*WHAT YOU WILL DO*.
From the material below, pull each line containing the string "LocalFs".

===== EXERCISE DATA

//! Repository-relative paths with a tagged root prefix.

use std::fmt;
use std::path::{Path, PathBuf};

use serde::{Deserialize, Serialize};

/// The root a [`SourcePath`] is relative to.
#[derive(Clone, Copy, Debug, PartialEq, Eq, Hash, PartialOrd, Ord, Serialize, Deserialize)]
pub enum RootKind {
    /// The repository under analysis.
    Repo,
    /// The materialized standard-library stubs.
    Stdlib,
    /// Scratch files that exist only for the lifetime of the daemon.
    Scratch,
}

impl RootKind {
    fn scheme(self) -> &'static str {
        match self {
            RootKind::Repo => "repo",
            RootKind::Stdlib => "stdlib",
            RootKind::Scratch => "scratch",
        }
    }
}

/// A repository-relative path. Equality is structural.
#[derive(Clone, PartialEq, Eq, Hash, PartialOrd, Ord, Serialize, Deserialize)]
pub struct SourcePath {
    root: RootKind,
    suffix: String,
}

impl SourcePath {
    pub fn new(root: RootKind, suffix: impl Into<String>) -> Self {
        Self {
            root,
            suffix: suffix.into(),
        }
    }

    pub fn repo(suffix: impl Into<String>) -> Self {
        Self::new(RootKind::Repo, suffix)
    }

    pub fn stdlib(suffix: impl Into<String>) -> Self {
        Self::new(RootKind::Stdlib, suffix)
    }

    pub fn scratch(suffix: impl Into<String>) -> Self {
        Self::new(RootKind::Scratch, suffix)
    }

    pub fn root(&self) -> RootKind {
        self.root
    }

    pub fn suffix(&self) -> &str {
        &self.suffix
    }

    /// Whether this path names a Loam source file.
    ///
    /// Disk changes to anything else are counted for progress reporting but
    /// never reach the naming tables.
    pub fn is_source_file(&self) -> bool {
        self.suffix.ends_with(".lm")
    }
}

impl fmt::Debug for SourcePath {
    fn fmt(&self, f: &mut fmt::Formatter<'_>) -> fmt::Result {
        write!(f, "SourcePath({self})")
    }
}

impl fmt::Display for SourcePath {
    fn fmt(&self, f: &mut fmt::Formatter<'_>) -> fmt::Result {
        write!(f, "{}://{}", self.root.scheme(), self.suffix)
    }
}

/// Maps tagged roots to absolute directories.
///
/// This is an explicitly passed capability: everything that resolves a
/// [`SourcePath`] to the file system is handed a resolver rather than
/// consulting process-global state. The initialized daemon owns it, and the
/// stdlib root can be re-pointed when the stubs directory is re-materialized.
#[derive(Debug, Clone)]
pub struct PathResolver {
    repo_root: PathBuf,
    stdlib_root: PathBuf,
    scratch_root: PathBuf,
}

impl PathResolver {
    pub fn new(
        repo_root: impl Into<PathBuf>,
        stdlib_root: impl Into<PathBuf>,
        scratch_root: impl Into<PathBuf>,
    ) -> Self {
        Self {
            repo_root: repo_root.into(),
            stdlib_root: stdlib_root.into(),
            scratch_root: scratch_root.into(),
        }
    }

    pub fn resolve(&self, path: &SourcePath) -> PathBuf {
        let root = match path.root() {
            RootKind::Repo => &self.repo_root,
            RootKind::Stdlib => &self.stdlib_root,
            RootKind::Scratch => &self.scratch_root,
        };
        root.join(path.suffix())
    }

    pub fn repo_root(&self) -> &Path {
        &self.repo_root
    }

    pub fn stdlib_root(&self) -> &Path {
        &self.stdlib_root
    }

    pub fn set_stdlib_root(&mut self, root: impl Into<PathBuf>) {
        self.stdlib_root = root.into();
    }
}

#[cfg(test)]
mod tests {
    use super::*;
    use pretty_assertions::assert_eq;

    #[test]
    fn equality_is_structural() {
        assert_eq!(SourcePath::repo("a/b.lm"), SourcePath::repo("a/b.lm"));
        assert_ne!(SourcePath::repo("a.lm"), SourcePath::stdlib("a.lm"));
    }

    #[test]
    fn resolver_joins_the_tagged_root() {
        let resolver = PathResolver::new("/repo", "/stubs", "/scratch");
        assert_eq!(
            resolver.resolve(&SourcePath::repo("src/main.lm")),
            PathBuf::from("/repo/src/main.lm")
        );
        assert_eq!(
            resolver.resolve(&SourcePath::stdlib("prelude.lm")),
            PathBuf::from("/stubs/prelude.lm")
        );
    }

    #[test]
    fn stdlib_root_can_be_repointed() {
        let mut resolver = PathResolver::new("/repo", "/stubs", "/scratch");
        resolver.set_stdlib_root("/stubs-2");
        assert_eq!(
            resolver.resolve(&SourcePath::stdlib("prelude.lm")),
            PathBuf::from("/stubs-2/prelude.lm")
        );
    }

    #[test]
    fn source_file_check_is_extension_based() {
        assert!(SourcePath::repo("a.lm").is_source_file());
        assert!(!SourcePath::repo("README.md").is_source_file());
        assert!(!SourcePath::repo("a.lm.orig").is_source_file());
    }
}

==========
===== EXERCISE DATA

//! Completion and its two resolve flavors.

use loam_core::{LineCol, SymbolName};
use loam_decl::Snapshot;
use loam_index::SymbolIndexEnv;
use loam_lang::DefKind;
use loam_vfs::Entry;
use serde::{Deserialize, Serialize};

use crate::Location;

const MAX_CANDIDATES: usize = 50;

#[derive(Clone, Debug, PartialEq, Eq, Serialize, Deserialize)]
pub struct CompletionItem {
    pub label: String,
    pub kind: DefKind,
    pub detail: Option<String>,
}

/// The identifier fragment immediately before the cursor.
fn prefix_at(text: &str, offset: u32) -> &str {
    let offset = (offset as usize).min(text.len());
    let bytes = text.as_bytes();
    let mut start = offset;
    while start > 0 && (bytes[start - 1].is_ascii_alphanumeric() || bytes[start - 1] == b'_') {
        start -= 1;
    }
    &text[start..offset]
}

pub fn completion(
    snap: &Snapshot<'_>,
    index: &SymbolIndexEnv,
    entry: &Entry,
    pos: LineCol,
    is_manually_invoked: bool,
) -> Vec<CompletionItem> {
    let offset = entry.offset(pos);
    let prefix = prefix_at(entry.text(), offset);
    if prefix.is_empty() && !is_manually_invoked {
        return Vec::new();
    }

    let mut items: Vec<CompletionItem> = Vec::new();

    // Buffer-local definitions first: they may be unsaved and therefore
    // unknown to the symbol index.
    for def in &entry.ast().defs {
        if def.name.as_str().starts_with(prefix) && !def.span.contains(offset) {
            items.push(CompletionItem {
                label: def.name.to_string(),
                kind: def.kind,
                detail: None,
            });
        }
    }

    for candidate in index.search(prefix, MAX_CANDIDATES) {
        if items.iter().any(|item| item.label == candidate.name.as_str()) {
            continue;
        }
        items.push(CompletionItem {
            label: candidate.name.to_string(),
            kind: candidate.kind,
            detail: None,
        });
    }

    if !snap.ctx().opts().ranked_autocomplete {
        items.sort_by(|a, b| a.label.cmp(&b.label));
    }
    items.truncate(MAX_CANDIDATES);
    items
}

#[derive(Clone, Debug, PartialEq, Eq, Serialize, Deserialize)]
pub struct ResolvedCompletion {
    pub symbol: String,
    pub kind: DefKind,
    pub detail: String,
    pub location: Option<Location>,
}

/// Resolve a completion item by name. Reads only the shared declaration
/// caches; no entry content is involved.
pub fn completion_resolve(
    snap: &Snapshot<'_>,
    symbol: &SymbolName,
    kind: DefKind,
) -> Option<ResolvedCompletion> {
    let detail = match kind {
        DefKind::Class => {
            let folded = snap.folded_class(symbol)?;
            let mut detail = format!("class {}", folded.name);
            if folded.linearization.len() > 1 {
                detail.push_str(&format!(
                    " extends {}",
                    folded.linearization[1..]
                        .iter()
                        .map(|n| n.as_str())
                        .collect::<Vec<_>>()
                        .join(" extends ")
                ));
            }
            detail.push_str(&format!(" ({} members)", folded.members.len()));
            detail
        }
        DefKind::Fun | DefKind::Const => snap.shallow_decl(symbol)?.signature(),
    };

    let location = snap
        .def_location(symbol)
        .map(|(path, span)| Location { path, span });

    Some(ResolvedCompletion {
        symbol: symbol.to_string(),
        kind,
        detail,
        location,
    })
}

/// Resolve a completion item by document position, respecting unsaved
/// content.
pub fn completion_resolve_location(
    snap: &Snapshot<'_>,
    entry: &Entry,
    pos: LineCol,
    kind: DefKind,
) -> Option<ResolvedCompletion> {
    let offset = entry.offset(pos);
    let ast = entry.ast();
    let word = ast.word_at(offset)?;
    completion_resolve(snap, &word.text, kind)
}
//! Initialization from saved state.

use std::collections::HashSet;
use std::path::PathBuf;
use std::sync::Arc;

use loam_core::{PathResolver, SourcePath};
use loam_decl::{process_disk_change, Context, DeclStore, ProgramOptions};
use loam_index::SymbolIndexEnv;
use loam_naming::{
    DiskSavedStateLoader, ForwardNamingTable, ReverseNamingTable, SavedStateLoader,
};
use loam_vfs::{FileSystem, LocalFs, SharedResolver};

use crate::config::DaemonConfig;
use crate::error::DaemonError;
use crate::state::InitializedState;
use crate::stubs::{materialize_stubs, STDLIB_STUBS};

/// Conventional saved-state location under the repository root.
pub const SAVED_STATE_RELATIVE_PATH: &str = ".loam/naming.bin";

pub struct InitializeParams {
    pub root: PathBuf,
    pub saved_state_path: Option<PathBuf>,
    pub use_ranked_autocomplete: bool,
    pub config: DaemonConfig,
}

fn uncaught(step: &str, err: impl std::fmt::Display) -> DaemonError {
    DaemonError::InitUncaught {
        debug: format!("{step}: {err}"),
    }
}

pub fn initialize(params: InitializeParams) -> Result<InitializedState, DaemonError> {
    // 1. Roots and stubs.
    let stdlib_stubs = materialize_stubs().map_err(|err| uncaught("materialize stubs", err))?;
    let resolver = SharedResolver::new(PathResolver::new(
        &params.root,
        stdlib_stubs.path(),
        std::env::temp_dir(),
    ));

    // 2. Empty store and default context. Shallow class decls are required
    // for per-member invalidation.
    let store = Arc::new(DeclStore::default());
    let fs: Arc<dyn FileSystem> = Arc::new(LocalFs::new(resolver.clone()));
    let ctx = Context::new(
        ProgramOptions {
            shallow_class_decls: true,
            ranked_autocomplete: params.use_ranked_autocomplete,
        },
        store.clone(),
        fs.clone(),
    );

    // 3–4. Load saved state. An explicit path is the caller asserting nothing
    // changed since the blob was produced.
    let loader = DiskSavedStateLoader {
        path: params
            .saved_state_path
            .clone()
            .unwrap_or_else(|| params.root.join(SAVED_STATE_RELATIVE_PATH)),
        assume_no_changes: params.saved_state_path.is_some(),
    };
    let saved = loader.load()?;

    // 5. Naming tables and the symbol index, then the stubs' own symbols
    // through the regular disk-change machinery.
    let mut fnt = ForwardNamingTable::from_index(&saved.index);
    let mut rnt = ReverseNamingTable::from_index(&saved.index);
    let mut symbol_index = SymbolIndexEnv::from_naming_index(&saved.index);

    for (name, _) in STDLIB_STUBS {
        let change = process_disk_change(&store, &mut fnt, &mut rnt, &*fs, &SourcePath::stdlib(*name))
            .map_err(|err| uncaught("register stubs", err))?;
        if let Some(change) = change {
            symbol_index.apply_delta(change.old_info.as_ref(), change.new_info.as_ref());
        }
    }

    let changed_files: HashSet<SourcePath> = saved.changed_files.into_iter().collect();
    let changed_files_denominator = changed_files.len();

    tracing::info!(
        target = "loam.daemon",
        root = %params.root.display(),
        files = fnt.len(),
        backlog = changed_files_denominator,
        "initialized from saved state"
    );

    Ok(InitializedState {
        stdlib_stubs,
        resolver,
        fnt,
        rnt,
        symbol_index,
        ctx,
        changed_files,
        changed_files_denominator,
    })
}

==========
===== EXERCISE DATA

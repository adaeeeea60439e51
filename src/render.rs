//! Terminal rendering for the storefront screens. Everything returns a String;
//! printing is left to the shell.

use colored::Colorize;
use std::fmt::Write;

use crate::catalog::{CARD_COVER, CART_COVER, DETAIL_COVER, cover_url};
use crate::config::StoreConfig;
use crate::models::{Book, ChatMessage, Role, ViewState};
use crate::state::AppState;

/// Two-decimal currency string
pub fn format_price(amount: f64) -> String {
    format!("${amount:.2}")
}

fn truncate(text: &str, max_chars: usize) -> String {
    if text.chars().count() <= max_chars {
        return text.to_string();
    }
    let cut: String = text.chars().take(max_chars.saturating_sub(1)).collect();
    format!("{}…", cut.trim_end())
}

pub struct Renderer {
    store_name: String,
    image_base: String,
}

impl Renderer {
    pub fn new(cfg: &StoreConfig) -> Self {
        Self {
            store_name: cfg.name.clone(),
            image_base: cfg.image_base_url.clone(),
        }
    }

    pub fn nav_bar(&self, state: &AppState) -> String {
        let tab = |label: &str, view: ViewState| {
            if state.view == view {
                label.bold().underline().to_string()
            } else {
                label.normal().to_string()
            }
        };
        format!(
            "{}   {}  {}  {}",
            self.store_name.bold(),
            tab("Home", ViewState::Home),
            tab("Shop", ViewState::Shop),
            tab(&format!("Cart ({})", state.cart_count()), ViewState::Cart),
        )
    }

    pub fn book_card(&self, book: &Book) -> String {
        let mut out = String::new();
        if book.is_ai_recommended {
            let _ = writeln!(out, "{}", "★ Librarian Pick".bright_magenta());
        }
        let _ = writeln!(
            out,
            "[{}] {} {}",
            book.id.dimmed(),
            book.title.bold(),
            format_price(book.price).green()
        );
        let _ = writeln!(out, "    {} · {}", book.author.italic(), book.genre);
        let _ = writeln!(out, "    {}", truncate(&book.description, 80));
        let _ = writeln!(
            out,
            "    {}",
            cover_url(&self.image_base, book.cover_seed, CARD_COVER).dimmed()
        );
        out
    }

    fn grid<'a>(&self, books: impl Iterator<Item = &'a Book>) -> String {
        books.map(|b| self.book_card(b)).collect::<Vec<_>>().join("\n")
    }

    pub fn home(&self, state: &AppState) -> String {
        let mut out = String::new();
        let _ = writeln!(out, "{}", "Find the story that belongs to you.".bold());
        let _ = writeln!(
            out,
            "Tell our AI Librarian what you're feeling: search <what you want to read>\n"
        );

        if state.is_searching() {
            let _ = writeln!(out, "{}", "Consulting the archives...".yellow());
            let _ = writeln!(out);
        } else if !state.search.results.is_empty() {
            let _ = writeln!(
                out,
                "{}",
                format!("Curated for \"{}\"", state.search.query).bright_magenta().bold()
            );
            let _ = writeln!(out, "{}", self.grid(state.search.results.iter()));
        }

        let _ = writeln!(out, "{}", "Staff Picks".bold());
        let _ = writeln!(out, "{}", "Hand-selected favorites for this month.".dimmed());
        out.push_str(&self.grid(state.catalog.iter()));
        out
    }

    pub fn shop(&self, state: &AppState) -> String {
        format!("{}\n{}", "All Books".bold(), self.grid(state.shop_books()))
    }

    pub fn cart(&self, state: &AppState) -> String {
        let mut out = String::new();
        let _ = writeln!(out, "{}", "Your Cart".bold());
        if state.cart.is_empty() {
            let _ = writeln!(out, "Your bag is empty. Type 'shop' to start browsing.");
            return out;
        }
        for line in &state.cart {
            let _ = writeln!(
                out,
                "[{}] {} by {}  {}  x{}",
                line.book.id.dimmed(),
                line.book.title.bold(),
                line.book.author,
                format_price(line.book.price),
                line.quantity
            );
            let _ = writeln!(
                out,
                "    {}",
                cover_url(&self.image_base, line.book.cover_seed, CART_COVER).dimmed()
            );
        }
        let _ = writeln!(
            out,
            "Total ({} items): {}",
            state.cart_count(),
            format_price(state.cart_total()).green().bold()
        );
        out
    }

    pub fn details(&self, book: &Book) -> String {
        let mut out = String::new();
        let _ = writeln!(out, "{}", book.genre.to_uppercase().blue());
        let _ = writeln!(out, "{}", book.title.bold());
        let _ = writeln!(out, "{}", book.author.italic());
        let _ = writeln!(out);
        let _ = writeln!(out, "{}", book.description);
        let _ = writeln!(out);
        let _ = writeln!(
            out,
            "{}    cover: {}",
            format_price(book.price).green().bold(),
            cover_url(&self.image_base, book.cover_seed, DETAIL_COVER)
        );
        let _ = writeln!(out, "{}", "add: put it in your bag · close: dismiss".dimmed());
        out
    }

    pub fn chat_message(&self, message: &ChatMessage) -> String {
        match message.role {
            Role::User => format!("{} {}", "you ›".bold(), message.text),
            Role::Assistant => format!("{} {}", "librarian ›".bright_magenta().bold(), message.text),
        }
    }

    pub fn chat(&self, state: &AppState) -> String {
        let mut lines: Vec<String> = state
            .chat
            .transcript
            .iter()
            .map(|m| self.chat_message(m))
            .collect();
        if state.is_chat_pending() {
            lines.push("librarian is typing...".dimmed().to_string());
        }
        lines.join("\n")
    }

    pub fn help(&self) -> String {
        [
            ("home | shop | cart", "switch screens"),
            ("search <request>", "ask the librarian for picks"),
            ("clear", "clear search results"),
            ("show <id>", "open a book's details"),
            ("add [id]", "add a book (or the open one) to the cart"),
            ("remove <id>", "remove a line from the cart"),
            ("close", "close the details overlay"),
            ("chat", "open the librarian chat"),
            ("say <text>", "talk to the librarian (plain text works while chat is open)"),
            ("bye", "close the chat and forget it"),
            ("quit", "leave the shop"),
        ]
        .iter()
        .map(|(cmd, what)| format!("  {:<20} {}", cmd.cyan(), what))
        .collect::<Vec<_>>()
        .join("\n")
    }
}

==========

*RESPONSE*.
use loam_vfs::{FileSystem, LocalFs, SharedResolver};
    let fs: Arc<dyn FileSystem> = Arc::new(LocalFs::new(resolver.clone()));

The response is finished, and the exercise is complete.